Chain Link Mesh And Gate Installation


Step 6: Hanging Fence Fabric

Tension wire can be added to enhance fence stability as an optional step prior to hanging fence fabric. To install tension wire, wrap the wire once around the bottom rail end band using the carriage bolt. Use pliers to twist the wire several more times to secure it, keeping in mind that tension wire should run along the same side of the post as the fence fabric. Apply tension wire clips no more than 24" apart to secure the wire to the fabric. Starting at a terminal post, unroll chain-link fabric on the ground along the outside of the fence line to the next terminal post. Slide a tension bar through the first row of chain-link diamonds. Fasten evenly spaced tension bands (already on the post) to the tension bar and fabric combination using 5/16" x 1-1/4" carriage bolts with bolt heads to the outside of the fence. Walk along the fabric and stand it up against the fence frame, taking out the slack as you go. Loosely attach the fabric to the top rail with a few fence ties to hold it in place and separate enough fabric from the roll to span the opening between the terminal posts. Excess fabric can be removed with pliers by opening the top and bottom loops of a single strand of wire at the desired point of separation, then unwinding the strand up through the links until the fabric comes apart.

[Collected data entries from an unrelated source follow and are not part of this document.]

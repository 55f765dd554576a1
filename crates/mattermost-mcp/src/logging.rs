//! Logging initialization.
//!
//! Stdout belongs to the stdio transport, so logs go to the configured log
//! file or to stderr. Never to stdout.

use std::path::Path;
use tracing_subscriber::EnvFilter;

/// Directives used with `--debug`. Targets match by prefix, so
/// `mattermost_mcp` also covers every `mattermost_mcp_*` crate.
const DEBUG_FILTER: &str = "mattermost_mcp=debug,tower_http=debug";

const DEFAULT_FILTER: &str = "info";

/// Install the global subscriber. `RUST_LOG` wins over both presets.
pub fn init_logging(debug: bool, log_file: Option<&Path>) {
    let filter = EnvFilter::try_from_default_env().unwrap_or_else(|_| {
        EnvFilter::new(if debug { DEBUG_FILTER } else { DEFAULT_FILTER })
    });

    let file = log_file.and_then(|path| {
        match std::fs::OpenOptions::new()
            .create(true)
            .append(true)
            .open(path)
        {
            Ok(f) => Some(f),
            Err(e) => {
                eprintln!("Warning: Could not open log file {}: {e}", path.display());
                None
            }
        }
    });

    match file {
        Some(file) => tracing_subscriber::fmt()
            .with_env_filter(filter)
            .with_target(false)
            .with_ansi(false)
            .with_writer(file)
            .init(),
        None => tracing_subscriber::fmt()
            .with_env_filter(filter)
            .with_target(false)
            .with_ansi(false)
            .with_writer(std::io::stderr)
            .init(),
    }
}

Step 7: Stretching Fence Fabric

Temporarily insert a tension bar about 3' inside the unattached end of fabric. Securely fasten one end of the fence stretcher to the tension bar and the other end to the terminal post, then stretch the fabric. The correct fabric tension should allow a slight amount of give when squeezed by hand. Once you have the proper tension, remove the temporary tension bar. Next, adjust the fabric to exact length by adding or removing wire. Insert a tension bar at the end of the fabric and connect to tension bands on terminal post.

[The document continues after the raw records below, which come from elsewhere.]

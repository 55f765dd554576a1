//! PKCE authorization requests.
//!
//! Only the front half of the authorization code flow: the caller sends the
//! user to [`AuthorizationRequest::url`] and keeps `state` and
//! `code_verifier` for its own token exchange.

use crate::discovery::DiscoveredAuth;
use base64::{engine::general_purpose::URL_SAFE_NO_PAD, Engine};
use rand::Rng;
use sha2::{Digest, Sha256};

/// How this client is registered with the authorization server.
#[derive(Debug, Clone, Default)]
pub struct OAuthClientConfig {
    pub client_id: String,
    pub redirect_uri: String,
    /// Space-separated scopes. Omitted from the URL when `None`.
    pub scope: Option<String>,
}

/// A ready-to-visit authorization URL and the secrets that go with it.
#[derive(Debug, Clone)]
pub struct AuthorizationRequest {
    pub url: String,
    pub state: String,
    pub code_verifier: String,
}

/// Generate PKCE code verifier.
pub fn generate_code_verifier() -> String {
    let mut rng = rand::thread_rng();
    let bytes: Vec<u8> = (0..32).map(|_| rng.gen()).collect();
    URL_SAFE_NO_PAD.encode(&bytes)
}

/// S256 code challenge of a verifier.
pub fn generate_code_challenge(verifier: &str) -> String {
    let mut hasher = Sha256::new();
    hasher.update(verifier.as_bytes());
    URL_SAFE_NO_PAD.encode(hasher.finalize())
}

/// Generate OAuth state parameter.
pub fn generate_state() -> String {
    let mut rng = rand::thread_rng();
    let bytes: Vec<u8> = (0..16).map(|_| rng.gen()).collect();
    URL_SAFE_NO_PAD.encode(&bytes)
}

/// Build the authorization URL for a discovered server.
pub fn build_authorization_request(
    discovered: &DiscoveredAuth,
    client: &OAuthClientConfig,
) -> AuthorizationRequest {
    let state = generate_state();
    let code_verifier = generate_code_verifier();
    let challenge = generate_code_challenge(&code_verifier);

    let endpoint = &discovered.authorization_server.authorization_endpoint;
    let separator = if endpoint.contains('?') { '&' } else { '?' };
    let mut url = format!(
        "{}{}response_type=code&client_id={}&redirect_uri={}&state={}&code_challenge={}&code_challenge_method=S256&resource={}",
        endpoint,
        separator,
        urlencoding::encode(&client.client_id),
        urlencoding::encode(&client.redirect_uri),
        urlencoding::encode(&state),
        urlencoding::encode(&challenge),
        urlencoding::encode(&discovered.resource.resource),
    );

    if let Some(scope) = &client.scope {
        url.push_str(&format!("&scope={}", urlencoding::encode(scope)));
    }

    AuthorizationRequest {
        url,
        state,
        code_verifier,
    }
}

#[cfg(test)]
mod tests {
    use super::*;
    use crate::discovery::AuthorizationServerMetadata;
    use mattermost_mcp_server::ProtectedResourceMetadata;

    fn discovered() -> DiscoveredAuth {
        DiscoveredAuth {
            resource: ProtectedResourceMetadata {
                resource: "https://mcp.example.com/mcp".to_string(),
                authorization_servers: vec!["https://chat.example.com".to_string()],
                scopes_supported: None,
                resource_name: None,
                bearer_methods_supported: None,
            },
            authorization_server: AuthorizationServerMetadata {
                issuer: "https://chat.example.com".to_string(),
                authorization_endpoint: "https://chat.example.com/oauth/authorize".to_string(),
                token_endpoint: "https://chat.example.com/oauth/access_token".to_string(),
                registration_endpoint: None,
                scopes_supported: None,
                code_challenge_methods_supported: None,
            },
        }
    }

    #[test]
    fn test_code_challenge_is_s256() {
        // RFC 7636 appendix B
        assert_eq!(
            generate_code_challenge("dBjftJeZ4CVP-mB92K27uhbUJU1p1r_wW1gFWFOEjXk"),
            "E9Melhoa2OwvFrEMTJguCHaoeK1t8URWbuGJSstw-cM"
        );
        assert!(generate_code_verifier().len() >= 43);
        assert_ne!(generate_state(), generate_state());
    }

    #[test]
    fn test_authorization_url() {
        let request = build_authorization_request(
            &discovered(),
            &OAuthClientConfig {
                client_id: "client 1".to_string(),
                redirect_uri: "http://localhost:19876/callback".to_string(),
                scope: Some("read write".to_string()),
            },
        );

        assert!(request
            .url
            .starts_with("https://chat.example.com/oauth/authorize?response_type=code"));
        assert!(request.url.contains("client_id=client%201"));
        assert!(request
            .url
            .contains("redirect_uri=http%3A%2F%2Flocalhost%3A19876%2Fcallback"));
        assert!(request.url.contains(&format!("state={}", request.state)));
        assert!(request.url.contains(&format!(
            "code_challenge={}",
            generate_code_challenge(&request.code_verifier)
        )));
        assert!(request.url.contains("code_challenge_method=S256"));
        assert!(request
            .url
            .contains("resource=https%3A%2F%2Fmcp.example.com%2Fmcp"));
        assert!(request.url.contains("scope=read%20write"));
    }

    #[test]
    fn test_authorization_url_without_scope() {
        let request = build_authorization_request(&discovered(), &OAuthClientConfig::default());
        assert!(!request.url.contains("scope="));
    }
}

Step 8: Installing Fence Ties

Fasten the fabric securely with fence ties spaced approximately 24" apart along the top rail and 12" apart on each line post. Finally, securely tighten the nuts on all rail end bands and tension bands.


Step 9: Hanging The Gate




Apply gate post hinges to gate post approximately 8" from the top and bottom of the gate post with the top hinge pin pointing down and the bottom hinge pin pointing up. This will prevent the gate from being removed or from dropping off. Tighten all bolts securely, then apply the gate frame hinges to gate frame and loosely fasten bolts so they can be easily adjusted on the gate frame. Hang the gate in place so there is approximately 2" of ground clearance at the bottom. Once that's done, tighten the bolts on the bottom frame hinge first, then adjust and tighten the bolts securely at the top. Lastly, position the gate fork latch at a convenient height and tighten all bolts securely. Please note that a similar installation procedure is used on both single swing and double swing gates.